The problem
Locate the word "TransportResult" in the entries below, then gather every line that holds it.

(Dataset entries)
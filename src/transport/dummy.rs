//! Broker-less producer and consumer for tests and dry runs.

use std::sync::Arc;

use async_trait::async_trait;
use parking_lot::Mutex;
use tokio::sync::mpsc;
use tracing::debug;

use crate::event::{Event, NotificationMsg};

use super::{Consumer, Producer, TransportError, TransportResult};

/// Accepts every notification and keeps it for inspection.
#[derive(Debug, Clone, Default)]
pub struct DummyProducer {
    sent: Arc<Mutex<Vec<NotificationMsg>>>,
}

impl DummyProducer {
    pub fn new() -> Self {
        Self::default()
    }

    /// Drains what has been "published" so far.
    pub fn take_sent(&self) -> Vec<NotificationMsg> {
        std::mem::take(&mut *self.sent.lock())
    }

    pub fn sent_len(&self) -> usize {
        self.sent.lock().len()
    }
}

#[async_trait]
impl Producer for DummyProducer {
    async fn connect(&mut self) -> TransportResult<()> {
        Ok(())
    }

    async fn close(&mut self) -> TransportResult<()> {
        Ok(())
    }

    async fn send_notification(&self, event: &Event) -> TransportResult<()> {
        let msg = NotificationMsg::from(event);
        debug!(event_id = msg.id, "dummy notification accepted");
        self.sent.lock().push(msg);
        Ok(())
    }
}

/// Consumer fed by a caller-owned channel.
#[derive(Debug)]
pub struct DummyConsumer {
    rx: Option<mpsc::Receiver<NotificationMsg>>,
}

impl DummyConsumer {
    pub fn new(rx: mpsc::Receiver<NotificationMsg>) -> Self {
        Self { rx: Some(rx) }
    }
}

#[async_trait]
impl Consumer for DummyConsumer {
    async fn connect(&mut self) -> TransportResult<()> {
        Ok(())
    }

    async fn close(&mut self) -> TransportResult<()> {
        Ok(())
    }

    fn notify_channel(&mut self) -> TransportResult<mpsc::Receiver<NotificationMsg>> {
        self.rx.take().ok_or(TransportError::AlreadySubscribed)
    }
}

Solution to this exercise
use super::{Consumer, Producer, TransportError, TransportResult};
    async fn connect(&mut self) -> TransportResult<()> {
    async fn close(&mut self) -> TransportResult<()> {
    async fn send_notification(&self, event: &Event) -> TransportResult<()> {
    async fn connect(&mut self) -> TransportResult<()> {
    async fn close(&mut self) -> TransportResult<()> {
    fn notify_channel(&mut self) -> TransportResult<mpsc::Receiver<NotificationMsg>> {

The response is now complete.